WHAT YOU NEED TO DO =>
The required output is the line with "one draw call." and each line that follows it to the end of the entries below, copied exactly and with nothing added.

(Beginning of INPUT MATERIAL)

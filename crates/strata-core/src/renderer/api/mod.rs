// Copyright 2025 eraflo
//
// Licensed under the Apache License, Version 2.0 (the "License");
// you may not use this file except in compliance with the License.
// You may obtain a copy of the License at
//
//     http://www.apache.org/licenses/LICENSE-2.0
//
// Unless required by applicable law or agreed to in writing, software
// distributed under the License is distributed on an "AS IS" BASIS,
// WITHOUT WARRANTIES OR CONDITIONS OF ANY KIND, either express or implied.
// See the License for the specific language governing permissions and
// limitations under the License.

//! Backend-agnostic value types of the graphics context.
//!
//! Organized into several logical sub-modules:
//!
//! - **[`buffer`]**: buffer handles, descriptors, bindings and mappings.
//! - **[`device`]**: batch handles and device information.
//! - **[`draw`]**: the [`DrawInfo`] describing one draw call.
//! - **[`enums`]**: generic rendering enums.
//! - **[`settings`]**: context configuration.
//! - **[`state`]**: pipeline state descriptors.
//! - **[`surface`]**: surfaces and the framebuffer.

pub mod buffer;
pub mod device;
pub mod draw;
pub mod enums;
pub mod settings;
pub mod state;
pub mod surface;

pub use self::buffer::*;
pub use self::device::*;
pub use self::draw::*;
pub use self::enums::*;
pub use self::settings::*;
pub use self::state::*;
pub use self::surface::*;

(End of INPUT MATERIAL)

SOLUTION TO THIS EXERCISE =>
//! - **[`draw`]**: the [`DrawInfo`] describing one draw call.
//! - **[`enums`]**: generic rendering enums.
//! - **[`settings`]**: context configuration.
//! - **[`state`]**: pipeline state descriptors.
//! - **[`surface`]**: surfaces and the framebuffer.

pub mod buffer;
pub mod device;
pub mod draw;
pub mod enums;
pub mod settings;
pub mod state;
pub mod surface;

pub use self::buffer::*;
pub use self::device::*;
pub use self::draw::*;
pub use self::enums::*;
pub use self::settings::*;
pub use self::state::*;
pub use self::surface::*;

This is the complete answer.